The idea of carbohydrate restriction seems to be an extreme dieting approach for a lot of people. After all, we’ve been taught that carbs offer important benefits, such as supplying fuel to the brain and body.
However, the ketogenic diet limits carbs to only 50 grams or less per day, to stimulate ketosis — a metabolic state in which ketone levels rise. This way of eating can make a person ask, “Do you need carbs in your diet or are they even essential for survival?”
If you’re curious about carbs and possibly following the keto diet, this guide explores carbohydrates and their role, whether you need them, research studies on low-carb diets, opinions from other experts, and more.
Carbohydrates (or carbs) are a macronutrient (or macro) along with other macronutrients including protein and fat. They come in different types such as sugars, which are simple carbohydrates, and starches and fiber, which are complex carbohydrates.
During digestion, sugar and starches get converted into glucose. If your body doesn’t use glucose, it can be stored as glycogen in your liver and muscles. Otherwise, high amounts of carbs — or unused carbs, such as when you eat more calories than you burn — get stored as fat (*).
Meanwhile, your body doesn’t digest fiber. Study shows that this “indigestible carbohydrate” increases the diversity and richness of the gut microbiome (*).
Foods that contain carbs include vegetables, fruits, grains, nuts, seeds, dairy, and especially unhealthy sources like soda, packaged snacks, desserts, and other processed foods.
Carbs serve as fuel since carbs turn into glucose, and glucose provides energy. However, this only applies to individuals who get most of their calories from carbs — around 45% to 65% of your total calories, based on the Dietary Guidelines for Americans (*).
However, during low carbohydrate intake, your body can leverage ketones as its alternate fuel instead of glucose. The fact is that you can do this on purpose — restrict carbs and induce nutritional ketosis — to reap its health and weight loss benefits (* , *).
Cutting carbs from your diet has been considered, for many years, unsafe and unsustainable. Despite that belief, there is substantial evidence that your brain and body don’t require carbs to function and thrive. We’re going to cover some studies on low-carb and keto diets and their impact on health later in this article.
In the meantime, here are some points to support the idea that carbs aren’t necessary:
Carbs Have No Established Minimum Requirement
“The lower limit of dietary carbohydrate compatible with life apparently is zero, provided that adequate amounts of protein and fat are consumed.”

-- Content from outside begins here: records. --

//! Relay engine tests over in-memory duplex transports: fan-out ordering,
//! permission enforcement, state propagation and teardown cascades.

use std::sync::Arc;
use std::time::Duration;

use bytes::Bytes;
use tokio::time::timeout;
use tokio_util::sync::CancellationToken;

use libwarp::user::HostState;
use libwarp::{Session, Warp};
use warp_protocol::mux::Mux;
use warp_protocol::{
    AccessSet, ClientUpdate, HostUpdate, Registration, State, WindowSize,
};

const WAIT: Duration = Duration::from_secs(5);

fn test_warp(token: &str, rows: u16, cols: u16, backlog: usize) -> Arc<Warp> {
    Warp::new(
        token.to_string(),
        WindowSize { rows, cols },
        HostState::new("host-user".to_string(), "host".to_string()),
        backlog,
    )
}

/// Register a host session against a duplex pair; returns the peer-side mux
/// that plays the remote host.
async fn attach_host(warp: &Arc<Warp>, token: &str, rows: u16, cols: u16) -> Mux {
    let (daemon_side, peer) = duplex_pair(64 * 1024);
    peer.update
        .send_json(&Registration::Host(HostUpdate {
            warp: token.to_string(),
            window_size: WindowSize { rows, cols },
        }))
        .await
        .expect("send host registration");
    let mut session = Session::handshake(daemon_side, "host-peer".to_string(), CancellationToken::new())
        .await
        .expect("host handshake");
    let warp = Arc::clone(warp);
    tokio::spawn(async move {
        let _ = warp.run_host(&mut session).await;
        warp.teardown();
        session.teardown();
    });
    peer
}

/// Register a client session; returns the peer-side mux playing the remote
/// shell client.
async fn attach_client(warp: &Arc<Warp>, token: &str, key: &str, mode: AccessSet) -> Mux {
    attach_client_with_buffer(warp, token, key, mode, 64 * 1024).await
}

async fn attach_client_with_buffer(
    warp: &Arc<Warp>,
    token: &str,
    key: &str,
    mode: AccessSet,
    buffer: usize,
) -> Mux {
    let (daemon_side, peer) = duplex_pair(buffer);
    peer.update
        .send_json(&Registration::Client(ClientUpdate {
            warp: token.to_string(),
            key: key.to_string(),
            is_host: false,
            username: format!("user-{key}"),
            mode,
        }))
        .await
        .expect("send client registration");
    let mut session = Session::handshake(daemon_side, "client-peer".to_string(), CancellationToken::new())
        .await
        .expect("client handshake");
    let warp = Arc::clone(warp);
    tokio::spawn(async move {
        let _ = warp.run_client(&mut session).await;
        session.teardown();
    });
    peer
}

fn duplex_pair(buffer: usize) -> (Mux, Mux) {
    let (a, b) = tokio::io::duplex(buffer);
    (Mux::new(a), Mux::new(b))
}

async fn recv_state(peer: &mut Mux) -> State {
    let payload = timeout(WAIT, peer.state.recv())
        .await
        .expect("state recv timed out")
        .expect("state channel closed");
    serde_json::from_slice(&payload).expect("state decode")
}

async fn wait_for_clients(warp: &Arc<Warp>, count: usize) {
    timeout(WAIT, async {
        while warp.client_count().await != count {
            tokio::time::sleep(Duration::from_millis(5)).await;
        }
    })
    .await
    .expect("client count never settled");
}

#[tokio::test]
async fn fan_out_preserves_per_client_order() {
    let warp = test_warp("t-order", 24, 80, 64);
    let host = attach_host(&warp, "t-order", 24, 80).await;
    let mut c1 = attach_client(&warp, "t-order", "k1", AccessSet::read_write()).await;
    let mut c2 = attach_client(&warp, "t-order", "k2", AccessSet::read_only()).await;
    wait_for_clients(&warp, 2).await;

    for chunk in [&b"b1"[..], b"b2", b"b3"] {
        host.data.send(Bytes::copy_from_slice(chunk)).await.unwrap();
    }

    for client in [&mut c1, &mut c2] {
        for expected in [&b"b1"[..], b"b2", b"b3"] {
            let got = timeout(WAIT, client.data.recv())
                .await
                .expect("data recv timed out")
                .expect("data channel closed");
            assert_eq!(got.as_ref(), expected);
        }
    }
}

#[tokio::test]
async fn read_only_client_input_never_reaches_the_host() {
    let warp = test_warp("t-perm", 24, 80, 64);
    let mut host = attach_host(&warp, "t-perm", 24, 80).await;
    let viewer = attach_client(&warp, "t-perm", "ro", AccessSet::read_only()).await;
    let writer = attach_client(&warp, "t-perm", "rw", AccessSet::read_write()).await;
    wait_for_clients(&warp, 2).await;

    viewer.data.send(Bytes::from_static(b"discarded")).await.unwrap();
    writer.data.send(Bytes::from_static(b"typed")).await.unwrap();

    let got = timeout(WAIT, host.data.recv())
        .await
        .expect("host recv timed out")
        .expect("host data closed");
    assert_eq!(got.as_ref(), b"typed");
    // Nothing else may arrive; the viewer's bytes were dropped at its session.
    assert!(
        timeout(Duration::from_millis(200), host.data.recv())
            .await
            .is_err()
    );
}

#[tokio::test]
async fn client_joins_with_current_geometry_and_follows_resizes() {
    let warp = test_warp("t-state", 40, 120, 64);
    let host = attach_host(&warp, "t-state", 40, 120).await;
    let mut early = attach_client(&warp, "t-state", "early", AccessSet::read_write()).await;
    wait_for_clients(&warp, 1).await;

    let first = recv_state(&mut early).await;
    assert_eq!(first.window_size, WindowSize { rows: 40, cols: 120 });

    host.update
        .send_json(&Registration::Host(HostUpdate {
            warp: "t-state".to_string(),
            window_size: WindowSize { rows: 50, cols: 132 },
        }))
        .await
        .unwrap();

    let second = recv_state(&mut early).await;
    assert_eq!(second.window_size, WindowSize { rows: 50, cols: 132 });

    // A later joiner sees only the current geometry, not a replay.
    let mut late = attach_client(&warp, "t-state", "late", AccessSet::read_write()).await;
    wait_for_clients(&warp, 2).await;
    let snapshot = recv_state(&mut late).await;
    assert_eq!(snapshot.window_size, WindowSize { rows: 50, cols: 132 });
    assert!(
        timeout(Duration::from_millis(200), late.state.recv())
            .await
            .is_err()
    );
    assert_eq!(warp.window_size().await, WindowSize { rows: 50, cols: 132 });
}

#[tokio::test]
async fn host_disconnect_cascades_to_every_client() {
    let warp = test_warp("t-cascade", 24, 80, 64);
    let host = attach_host(&warp, "t-cascade", 24, 80).await;
    let mut c1 = attach_client(&warp, "t-cascade", "k1", AccessSet::read_write()).await;
    let mut c2 = attach_client(&warp, "t-cascade", "k2", AccessSet::read_write()).await;
    wait_for_clients(&warp, 2).await;

    host.close();

    assert!(
        timeout(WAIT, c1.data.recv())
            .await
            .expect("c1 recv timed out")
            .is_none()
    );
    assert!(
        timeout(WAIT, c2.data.recv())
            .await
            .expect("c2 recv timed out")
            .is_none()
    );
    wait_for_clients(&warp, 0).await;
}

#[tokio::test]
async fn client_departure_leaves_others_untouched() {
    let warp = test_warp("t-leave", 24, 80, 64);
    let host = attach_host(&warp, "t-leave", 24, 80).await;
    let leaver = attach_client(&warp, "t-leave", "k1", AccessSet::read_write()).await;
    let mut stayer = attach_client(&warp, "t-leave", "k2", AccessSet::read_write()).await;
    wait_for_clients(&warp, 2).await;

    leaver.close();
    wait_for_clients(&warp, 1).await;

    host.data.send(Bytes::from_static(b"still here")).await.unwrap();
    let got = timeout(WAIT, stayer.data.recv())
        .await
        .expect("recv timed out")
        .expect("data channel closed");
    assert_eq!(got.as_ref(), b"still here");
}

#[tokio::test]
async fn slow_client_is_disconnected_not_throttling() {
    // Tiny transport buffer and backlog; the slow peer never reads.
    let warp = test_warp("t-slow", 24, 80, 8);
    let host = attach_host(&warp, "t-slow", 24, 80).await;
    let slow = attach_client_with_buffer(&warp, "t-slow", "slow", AccessSet::read_write(), 64).await;
    let mut fast = attach_client(&warp, "t-slow", "fast", AccessSet::read_write()).await;
    wait_for_clients(&warp, 2).await;

    const CHUNKS: usize = 1024;
    const CHUNK_LEN: usize = 1024;

    // Drain the fast client continuously so only the stalled one lags.
    let reader = tokio::spawn(async move {
        let mut received = 0usize;
        while received < CHUNKS * CHUNK_LEN {
            match timeout(WAIT, fast.data.recv()).await {
                Ok(Some(bytes)) => received += bytes.len(),
                _ => break,
            }
        }
        received
    });

    let chunk = Bytes::from(vec![b'x'; CHUNK_LEN]);
    for _ in 0..CHUNKS {
        host.data.send(chunk.clone()).await.unwrap();
    }

    // The stalled client is dropped; the fast one receives everything.
    wait_for_clients(&warp, 1).await;
    let received = timeout(WAIT, reader).await.expect("reader timed out").expect("reader join");
    assert_eq!(received, CHUNKS * CHUNK_LEN);
    drop(slow);
}
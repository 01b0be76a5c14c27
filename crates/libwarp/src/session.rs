use std::fmt;

use tokio_util::sync::CancellationToken;
use tracing::debug;

use warp_protocol::mux::Mux;
use warp_protocol::{AccessSet, Registration, Token, WindowSize};

use crate::error::WarpError;

/// Role a connection declared in its registration message.
#[derive(Debug, Clone, Copy, PartialEq, Eq)]
pub enum SessionKind {
    Host,
    ShellClient,
}

/// One live connection: the three channel handles plus the identity fixed by
/// its registration message. Warp token, kind, user and mode are immutable
/// after the handshake.
#[derive(Debug)]
pub struct Session {
    pub warp: Token,
    pub kind: SessionKind,
    /// Participant token: the client's session key, or a generated id for a
    /// host.
    pub user: String,
    /// Per-session key, used to index this session within its user's state.
    pub key: String,
    pub username: String,
    pub mode: AccessSet,
    /// Present for hosts only; carried by their registration.
    pub window_size: Option<WindowSize>,
    pub mux: Mux,
    pub remote: String,
    cancel: CancellationToken,
}

impl Session {
    /// Read exactly one registration message from the update channel and fix
    /// the session's identity from it. A decode failure is fatal to this
    /// session only.
    pub async fn handshake(
        mut mux: Mux,
        remote: String,
        cancel: CancellationToken,
    ) -> Result<Self, WarpError> {
        let payload = mux.update.recv().await.ok_or(WarpError::Disconnected)?;
        let registration: Registration = serde_json::from_slice(&payload)?;

        let session = match registration {
            Registration::Host(host) => {
                let user = uuid::Uuid::new_v4().to_string();
                Session {
                    warp: host.warp,
                    kind: SessionKind::Host,
                    key: user.clone(),
                    user,
                    username: "host".to_string(),
                    mode: AccessSet::read_write(),
                    window_size: Some(host.window_size),
                    mux,
                    remote,
                    cancel,
                }
            }
            Registration::Client(client) => Session {
                warp: client.warp,
                kind: SessionKind::ShellClient,
                user: client.key.clone(),
                key: client.key,
                username: client.username,
                mode: client.mode,
                window_size: None,
                mux,
                remote,
                cancel,
            },
        };
        debug!(session = %session, "session registered");
        Ok(session)
    }

    pub fn cancel_token(&self) -> CancellationToken {
        self.cancel.clone()
    }

    /// Cancel the session scope and close its connection. Idempotent; the
    /// single call site lives in the connection handler.
    pub fn teardown(&self) {
        self.cancel.cancel();
        self.mux.close();
        debug!(session = %self, "session torn down");
    }
}

impl fmt::Display for Session {
    fn fmt(&self, f: &mut fmt::Formatter<'_>) -> fmt::Result {
        let kind = match self.kind {
            SessionKind::Host => "host",
            SessionKind::ShellClient => "client",
        };
        write!(
            f,
            "{}/{}:{}@{}",
            self.warp, kind, self.username, self.remote
        )
    }
}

Early Evidence of Stamina While In Ketosis
One of the earliest documented evidence of physical stamina in ketosis was the Schwatka 1878–80 expedition. The leader of the expedition, Lt. Frederick Schwatka, wrote in his diary (*):
“When first thrown wholly upon a diet of reindeer meat, it seems inadequate to properly nourish the system, and there is an apparent weakness and inability to perform severe exertive fatiguing journeys. But this soon passes away in the course of two or three weeks.”

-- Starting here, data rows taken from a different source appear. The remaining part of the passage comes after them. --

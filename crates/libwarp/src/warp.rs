use std::collections::HashMap;
use std::sync::Arc;

use bytes::Bytes;
use tokio::sync::{Mutex, mpsc};
use tokio_util::sync::CancellationToken;
use tracing::{debug, info, warn};

use warp_protocol::{Registration, State, Token, WindowSize};

use crate::error::WarpError;
use crate::session::Session;
use crate::user::{HostState, SessionHandle, UserState};

/// Capacity of the client-to-host input fan-in queue.
const HOST_INPUT_QUEUE: usize = 64;
/// Capacity of a client's state queue. Resizes are rare and idempotent.
const STATE_QUEUE: usize = 8;

/// The shared-terminal aggregate: one host, any number of shell clients, and
/// the relay engine that moves bytes between them. Exists only while its host
/// session is alive; its token is the registry key.
#[derive(Debug)]
pub struct Warp {
    token: Token,
    client_backlog: usize,
    /// Warp scope; cancelled once when the host goes away, tearing down every
    /// attached client.
    cancel: CancellationToken,
    shared: Mutex<Shared>,
    host_input: mpsc::Sender<Bytes>,
    /// Taken by the host loop, exactly once.
    host_input_rx: std::sync::Mutex<Option<mpsc::Receiver<Bytes>>>,
}

#[derive(Debug)]
struct Shared {
    window_size: WindowSize,
    host: HostState,
    clients: HashMap<String, UserState>,
}

impl Warp {
    pub fn new(
        token: Token,
        window_size: WindowSize,
        host: HostState,
        client_backlog: usize,
    ) -> Arc<Self> {
        let (host_input, host_input_rx) = mpsc::channel(HOST_INPUT_QUEUE);
        Arc::new(Self {
            token,
            client_backlog: client_backlog.max(1),
            cancel: CancellationToken::new(),
            shared: Mutex::new(Shared {
                window_size,
                host,
                clients: HashMap::new(),
            }),
            host_input,
            host_input_rx: std::sync::Mutex::new(Some(host_input_rx)),
        })
    }

    pub fn token(&self) -> &str {
        &self.token
    }

    pub async fn window_size(&self) -> WindowSize {
        self.shared.lock().await.window_size
    }

    pub async fn host_username(&self) -> String {
        self.shared.lock().await.host.username.clone()
    }

    /// Number of client sessions currently attached, across all users.
    pub async fn client_count(&self) -> usize {
        self.shared
            .lock()
            .await
            .clients
            .values()
            .map(|u| u.sessions.len())
            .sum()
    }

    /// Cancel every attached client session and mark the warp as draining.
    /// Called by the daemon after the host loop returns, right after the
    /// registry entry is removed. Idempotent.
    pub fn teardown(&self) {
        self.cancel.cancel();
    }

    /// Run the host side of the relay until the host disconnects or errors.
    /// Reads host-authored bytes from the data channel and fans them out,
    /// applies window resizes from the update channel, and drains the
    /// client-input queue into the host's data channel.
    pub async fn run_host(&self, session: &mut Session) -> Result<(), WarpError> {
        let mut input = self
            .host_input_rx
            .lock()
            .map_err(|_| WarpError::DuplicateWarp(self.token.clone()))?
            .take()
            .ok_or_else(|| WarpError::DuplicateWarp(self.token.clone()))?;

        info!(warp = %self.token, session = %session, "host attached");
        let cancel = session.cancel_token();
        let host_out = session.mux.data.sender();

        loop {
            tokio::select! {
                _ = cancel.cancelled() => break,
                next = session.mux.data.recv() => match next {
                    Some(bytes) => self.broadcast_data(bytes).await,
                    None => break,
                },
                next = session.mux.update.recv() => match next {
                    Some(payload) => match serde_json::from_slice::<Registration>(&payload)? {
                        Registration::Host(update) => self.resize(update.window_size).await,
                        Registration::Client(_) => {
                            return Err(WarpError::Decode(
                                "client registration on host update stream".to_string(),
                            ));
                        }
                    },
                    None => break,
                },
                next = input.recv() => match next {
                    Some(bytes) => {
                        if host_out.send(bytes).await.is_err() {
                            break;
                        }
                    }
                    None => break,
                },
            }
        }
        Ok(())
    }

    /// Run one client session against this warp until the client leaves, the
    /// warp drains, or the client falls too far behind.
    pub async fn run_client(&self, session: &mut Session) -> Result<(), WarpError> {
        let (data_tx, mut data_rx) = mpsc::channel(self.client_backlog);
        let (state_tx, mut state_rx) = mpsc::channel(STATE_QUEUE);
        let cancel = session.cancel_token();
        let handle = SessionHandle {
            data: data_tx,
            state: state_tx,
            cancel: cancel.clone(),
        };

        // Join: insert under the warp lock; the current geometry becomes the
        // client's first state message.
        {
            let mut shared = self.shared.lock().await;
            let user = shared.clients.entry(session.user.clone()).or_insert_with(|| {
                UserState::new(session.user.clone(), session.username.clone(), session.mode)
            });
            user.sessions.insert(session.key.clone(), handle.clone());
            let _ = handle.state.try_send(State {
                window_size: shared.window_size,
            });
        }
        info!(warp = %self.token, session = %session, "client attached");

        let data_out = session.mux.data.sender();
        let state_out = session.mux.state.sender();
        let warp_cancel = self.cancel.clone();
        let mode = session.mode;

        let result = loop {
            tokio::select! {
                _ = cancel.cancelled() => break Ok(()),
                _ = warp_cancel.cancelled() => break Ok(()),
                next = data_rx.recv() => match next {
                    Some(bytes) => {
                        // Guarded so a stalled transport cannot outlive a
                        // cancellation.
                        tokio::select! {
                            res = data_out.send(bytes) => {
                                if let Err(e) = res {
                                    break Err(WarpError::Io(e));
                                }
                            }
                            _ = cancel.cancelled() => break Ok(()),
                        }
                    }
                    None => break Ok(()),
                },
                next = state_rx.recv() => match next {
                    Some(state) => {
                        tokio::select! {
                            res = state_out.send_json(&state) => {
                                if let Err(e) = res {
                                    break Err(WarpError::Io(e));
                                }
                            }
                            _ = cancel.cancelled() => break Ok(()),
                        }
                    }
                    None => break Ok(()),
                },
                next = session.mux.data.recv() => match next {
                    Some(bytes) => {
                        // Input from a read-only viewer is silently discarded.
                        if mode.can_write() && self.host_input.send(bytes).await.is_err() {
                            break Ok(());
                        }
                    }
                    None => break Ok(()),
                },
            }
        };

        // Leave: remove this session; drop the user entry with its last one.
        {
            let mut shared = self.shared.lock().await;
            if let Some(user) = shared.clients.get_mut(&session.user) {
                user.sessions.remove(&session.key);
                if user.sessions.is_empty() {
                    shared.clients.remove(&session.user);
                }
            }
        }
        info!(warp = %self.token, session = %session, "client detached");
        result
    }

    /// Fan host-authored bytes out to every attached session whose user has
    /// read capability. The client set is snapshotted under the lock and sent
    /// to outside it, so a join or leave mid-broadcast only affects later
    /// broadcasts. A session whose queue is full is disconnected rather than
    /// allowed to backpressure the host.
    async fn broadcast_data(&self, bytes: Bytes) {
        let targets: Vec<(String, SessionHandle)> = {
            let shared = self.shared.lock().await;
            shared
                .clients
                .values()
                .filter(|user| user.mode.can_read())
                .flat_map(|user| {
                    user.sessions
                        .iter()
                        .map(|(key, handle)| (key.clone(), handle.clone()))
                })
                .collect()
        };
        for (key, handle) in targets {
            match handle.data.try_send(bytes.clone()) {
                Ok(()) => {}
                Err(mpsc::error::TrySendError::Full(_)) => {
                    warn!(warp = %self.token, session = %key, "client backlog full, disconnecting");
                    handle.cancel.cancel();
                }
                Err(mpsc::error::TrySendError::Closed(_)) => {
                    handle.cancel.cancel();
                }
            }
        }
    }

    /// Record the new authoritative geometry and broadcast it to every
    /// attached session's state queue.
    async fn resize(&self, window_size: WindowSize) {
        let targets: Vec<SessionHandle> = {
            let mut shared = self.shared.lock().await;
            shared.window_size = window_size;
            shared
                .clients
                .values()
                .flat_map(|user| user.sessions.values().cloned())
                .collect()
        };
        debug!(
            warp = %self.token,
            rows = window_size.rows,
            cols = window_size.cols,
            "window resized"
        );
        let state = State { window_size };
        for handle in targets {
            match handle.state.try_send(state) {
                Ok(()) => {}
                Err(mpsc::error::TrySendError::Full(_)) => {
                    warn!(warp = %self.token, "state backlog full, disconnecting");
                    handle.cancel.cancel();
                }
                Err(mpsc::error::TrySendError::Closed(_)) => {
                    handle.cancel.cancel();
                }
            }
        }
    }
}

Meeting Your Micronutrient Needs
Focusing on a wide variety of whole low-carb foods can supply your body with the right amounts of micronutrients (vitamins and minerals). These have critical functions, such as energy production, muscle contraction, and fluid and electrolyte balance.

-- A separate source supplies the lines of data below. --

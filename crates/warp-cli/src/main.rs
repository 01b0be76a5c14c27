mod connect;
mod open;
mod term;

use clap::{Parser, Subcommand};
use tracing_subscriber::EnvFilter;
use warp_protocol::DEFAULT_ADDRESS;

#[derive(Parser)]
#[command(name = "warp", about = "Share your terminal through a warp daemon")]
struct Cli {
    /// Daemon address (host:port)
    #[arg(long, global = true)]
    address: Option<String>,

    #[command(subcommand)]
    command: Commands,
}

#[derive(Subcommand)]
enum Commands {
    /// Open a new warp hosting your shell
    Open {
        /// Warp ID to open under (random when omitted)
        id: Option<String>,
    },

    /// Connect to an existing warp
    Connect {
        /// Warp ID
        id: String,

        /// Observe only, never send keystrokes to the host
        #[arg(long)]
        read_only: bool,
    },
}

/// Flag beats environment beats the compiled-in default.
fn resolve_address(flag: Option<String>) -> String {
    flag.or_else(|| std::env::var("WARPD_ADDRESS").ok())
        .unwrap_or_else(|| DEFAULT_ADDRESS.to_string())
}

#[tokio::main]
async fn main() -> anyhow::Result<()> {
    tracing_subscriber::fmt()
        .with_env_filter(
            EnvFilter::try_from_default_env().unwrap_or_else(|_| EnvFilter::new("warn")),
        )
        .with_writer(std::io::stderr)
        .init();

    let cli = Cli::parse();
    let address = resolve_address(cli.address);

    match cli.command {
        Commands::Open { id } => open::run(&address, id).await,
        Commands::Connect { id, read_only } => connect::run(&address, &id, read_only).await,
    }
}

Just because you’re cutting carbs, doesn’t mean you’ll miss out on important micronutrients.
Glucose Synthesis from Non-Carbohydrate Sources
Are carbs necessary to produce glucose for energy?
Before answering this question, it’s important to note that some cells depend only on glucose to function since they lack mitochondria (whose primary function is to generate ATP). This includes your mature red blood cells and mature lens fibers (* , *).
On the other hand, fast-twitch muscle fibers (Type IIX or IIB), which are involved in powerful movements like sprinting, jumping, and powerlifting, have low mitochondria. They also fatigue more quickly (*).
Fortunately, even in the absence of carbs, your body still produces glucose — a process called gluconeogenesis.
The fact is that gluconeogenesis is always taking place, but it increases during prolonged fasting (such as during a low-carb state) to form glucose from non-carb substrates like lactate and pyruvate, amino acids from muscle breakdown and dietary protein, and glycerol from fat metabolism (* , *).
So, does the body need carbs to make glucose? The answer is no.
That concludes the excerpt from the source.